Wooden wheels get overlaid with bicycle tires. No tubes, just the tires.



It was painfully cold this morning. Something like 7 degrees F. We'd walk around for a few minutes and then duck into a shop to warm up. I had all of my layers and still chilled quickly. We briefly considered buying skiing gear. Sarah did buy a neck gaiter to augment our options.

Sarah found a nice restaurant nearby with fireplace for afternoon recovery. Outside we found what would be a great ropes course for warmer days.



We got lost and found ourselves at the bottom of the ski jump. It is quite an impressive sight in person.



Zakopane is also known for architecture. We heard this artform was part of rebuilding Polish culture after WWII.






Poland is pretty big on spas and saunas. Some nice water recreation in the basement.



We used wooden utensils for the first course of dinner.



We spent Saturday evening at a thermal bath and spa. Outdoor thermal baths were amazing. Steam from the water was like swimming through fog. I couldn't really see people ahead of me until I ran into them. This also makes for mostly private moments anywhere in the pool.
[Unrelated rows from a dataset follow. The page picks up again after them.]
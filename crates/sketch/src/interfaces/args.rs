use clap::Parser;

#[derive(Debug, Clone, Parser)]
#[clap(about = "Recovers an ABI sketch from EVM bytecode",
       override_usage = "mimir sketch <TARGET> [OPTIONS]")]
pub struct SketchArgs {
    /// The target to scan, either raw bytecode or the path of a file
    /// containing it.
    #[clap(required = true)]
    pub target: String,

    /// Drop selectors whose claimed jump destination was never observed as a
    /// JUMPDEST.
    #[clap(long, short)]
    pub strict: bool,
}

#[derive(Debug, Clone)]
pub struct SketchArgsBuilder {
    /// The target to scan, either raw bytecode or the path of a file
    /// containing it.
    target: Option<String>,

    /// Drop selectors whose claimed jump destination was never observed as a
    /// JUMPDEST.
    strict: Option<bool>,
}

impl Default for SketchArgsBuilder {
    fn default() -> Self {
        Self::new()
    }
}

impl SketchArgsBuilder {
    pub fn new() -> Self {
        Self { target: Some(String::new()), strict: Some(false) }
    }

    pub fn target(&mut self, target: String) -> &mut Self {
        self.target = Some(target);
        self
    }

    pub fn strict(&mut self, strict: bool) -> &mut Self {
        self.strict = Some(strict);
        self
    }

    pub fn build(&self) -> eyre::Result<SketchArgs> {
        Ok(SketchArgs {
            target: self.target.clone().ok_or_else(|| eyre::eyre!("target is required"))?,
            strict: self.strict.ok_or_else(|| eyre::eyre!("strict is required"))?,
        })
    }
}
//! Configuration management for mimir
//!
//! This crate provides functionality for managing the mimir configuration,
//! including loading, saving, updating, and deleting configuration settings.

/// Error types for the configuration module
pub mod error;

use crate::error::Error;
use clap::Parser;
use mimir_common::utils::io::file::{delete_path, read_file, write_file};
use serde::{Deserialize, Serialize};
#[allow(deprecated)]
use std::env::home_dir;
use tracing::{debug, error, info};

/// Command line arguments for the configuration command
#[derive(Debug, Clone, Parser)]
#[clap(
    about = "Display and edit the current configuration",
    override_usage = "mimir config [OPTIONS]"
)]
pub struct ConfigArgs {
    /// The target key to update.
    #[clap(required = false, default_value = "")]
    key: String,

    /// The value to set the key to.
    #[clap(required = false, default_value = "")]
    value: String,
}

/// The [`Configuration`] struct represents the configuration of the toolkit.
/// The metadata and signature providers read from this configuration when
/// possible.
#[derive(Deserialize, Serialize, Debug)]
pub struct Configuration {
    /// The API key for Etherscan services
    pub etherscan_api_key: String,

    /// The base URL for the Etherscan API
    pub etherscan_base_url: String,

    /// The chain id used for Sourcify lookups
    pub sourcify_chain_id: u64,
}

impl Default for Configuration {
    fn default() -> Self {
        Configuration {
            etherscan_api_key: "".to_string(),
            etherscan_base_url: mimir_common::constants::DEFAULT_ETHERSCAN_BASE_URL.to_string(),
            sourcify_chain_id: 1,
        }
    }
}

#[allow(deprecated)]
impl Configuration {
    /// Returns the current configuration, with environment overrides
    /// (`ETHERSCAN_API_KEY`, `ETHERSCAN_BASE_URL`, `SOURCIFY_CHAIN_ID`)
    /// applied on top of the persisted file.
    pub fn load() -> Result<Self, Error> {
        let mut home = home_dir().ok_or_else(|| {
            Error::Generic(
                "failed to get home directory. does your os support `std::env::home_dir()`?"
                    .to_string(),
            )
        })?;
        home.push(".mimir");
        home.push("config.toml");

        // if the config file doesn't exist, create it
        if !home.exists() {
            let config = Configuration::default();
            config.save()?;
        }

        // read the config file
        let contents = read_file(
            home.to_str()
                .ok_or_else(|| Error::Generic("failed to convert path to string".to_string()))?,
        )
        .map_err(|e| Error::Generic(format!("failed to read config file: {e}")))?;

        // parse the config file
        let mut config: Configuration = toml::from_str(&contents)
            .map_err(|e| Error::ParseError(format!("failed to parse config file: {e}")))?;

        // apply environment overrides
        if let Some(key) = env_override("ETHERSCAN_API_KEY") {
            debug!("overriding etherscan_api_key from the environment");
            config.etherscan_api_key = key;
        }
        if let Some(url) = env_override("ETHERSCAN_BASE_URL") {
            debug!("overriding etherscan_base_url from the environment");
            config.etherscan_base_url = url;
        }
        if let Some(chain_id) = env_override("SOURCIFY_CHAIN_ID") {
            debug!("overriding sourcify_chain_id from the environment");
            config.sourcify_chain_id = chain_id
                .parse()
                .map_err(|_| Error::ParseError("SOURCIFY_CHAIN_ID must be a number".to_string()))?;
        }

        Ok(config)
    }

    /// Saves the current configuration to disk.
    pub fn save(&self) -> Result<(), Error> {
        let mut home = home_dir().ok_or_else(|| {
            Error::Generic(
                "failed to get home directory. does your os support `std::env::home_dir()`?"
                    .to_string(),
            )
        })?;
        home.push(".mimir");
        home.push("config.toml");

        write_file(
            home.to_str()
                .ok_or_else(|| Error::Generic("failed to convert path to string".to_string()))?,
            &toml::to_string(&self)
                .map_err(|e| Error::ParseError(format!("failed to serialize config: {e}")))?,
        )
        .map_err(|e| Error::Generic(format!("failed to write config file: {e}")))?;

        Ok(())
    }

    /// Deletes the configuration file at `$HOME/.mimir/config.toml`.
    pub fn delete() -> Result<(), Error> {
        let mut home = home_dir().ok_or_else(|| {
            Error::Generic(
                "failed to get home directory. does your os support `std::env::home_dir()`?"
                    .to_string(),
            )
        })?;
        home.push(".mimir");
        home.push("config.toml");

        delete_path(
            home.to_str()
                .ok_or_else(|| Error::Generic("failed to convert path to string".to_string()))?,
        );

        Ok(())
    }

    /// Update a single key/value pair in the configuration.
    pub fn update(&mut self, key: &str, value: &str) -> Result<(), Error> {
        // update the key in the struct and ensure it's the correct type
        match key {
            "etherscan_api_key" => {
                self.etherscan_api_key = value.to_string();
            }
            "etherscan_base_url" => {
                self.etherscan_base_url = value.to_string();
            }
            "sourcify_chain_id" => {
                self.sourcify_chain_id = value.parse().map_err(|_| {
                    Error::ParseError("sourcify_chain_id must be a number".to_string())
                })?;
            }
            _ => {
                return Err(Error::Generic(format!(
                    "invalid key: \'{key}\' is not a valid configuration key."
                )))
            }
        }

        // write the updated config to disk
        self.save()?;

        Ok(())
    }
}

/// Reads a configuration override from the environment. An exported but
/// empty variable counts as unset, so `ETHERSCAN_API_KEY= mimir …` does not
/// clobber a persisted key.
fn env_override(key: &str) -> Option<String> {
    std::env::var(key).ok().filter(|value| !value.is_empty())
}

/// The `config` command is used to display and edit the current
/// configuration.
pub fn config(args: ConfigArgs) -> Result<(), Error> {
    if !args.key.is_empty() {
        if !args.value.is_empty() {
            // read the config file and update the key/value pair
            let mut config = Configuration::load()?;
            config.update(&args.key, &args.value)?;
            info!("updated configuration! Set \'{}\' = \'{}\' .", &args.key, &args.value);
        } else {
            // key is set, but no value is set
            error!("found key but no value to set. Please specify a value to set, use `mimir config --help` for more information.");
        }
    } else {
        // no key is set, print the config file
        println!("{:#?}", Configuration::load()?);
        info!("use `mimir config <KEY> <VALUE>` to set a key/value pair.");
    }

    Ok(())
}
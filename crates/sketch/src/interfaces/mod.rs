mod abi;
mod args;

pub use abi::{AbiEntry, EventEntry, FunctionEntry};
pub use args::{SketchArgs, SketchArgsBuilder};
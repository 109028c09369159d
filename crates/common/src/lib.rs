pub mod constants;
pub mod ether;
pub mod utils;

mod error;
pub use error::{Error, SourceError};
Later we wandered up to the saunas when the thermal baths weren't warm enough. Sarah jumped at the chance for a guided sauna experience in the hottest sauna. I joined in later. Kinga (spelling?) was an amazing instructor. she'd stand in the sauna and fan heat downward onto us. This really heightened the experience. Turns out there's more to sauna than just sitting and sweating. There's an art and science to it. Thank you for the guidance and translation Kinga! I highly recommend a guided sauna session if opportunity presents.

We had a bit of calamity leaving the thermal springs. None of my credit cards worked for their machines and I didn't have enough Zloty to cover the extra time we stayed. I am immensely grateful to the employees for working with us to navigate a difficult situation. I brought cash to cover the expense the next day and included a tip. They fought mightily against taking any tip. Thank you Justyna and Gosia! Traveler note - cash is still king.

The late hour allowed all traffic to Zakopane to clear so we had smooth travel back to town and the hotel.

I spent some time standing outside in the cold Saturday night. I began to appreciate how the world looks and sounds different under a deep freeze with truly powdery snow. It struck me that tourist traps and made-in-China are everywhere and displacing local flavor and craft. There is a delicate balance for offering some consistent creature comforts versus mass produced universally available mostly disposable stuff. I wondered how to more consistently connect with local experiences as a traveler.

I ruminated more on diet and lifestyle. I casually refer to feeling seasonal affected disorder living in NC with that relatively mild winter. I see people function quite well in Poland with much deeper winter. There is a combination of diet, tradition, and lifestyle to accomplish that vitality. A local contact would later help me to better understand. But that is another day.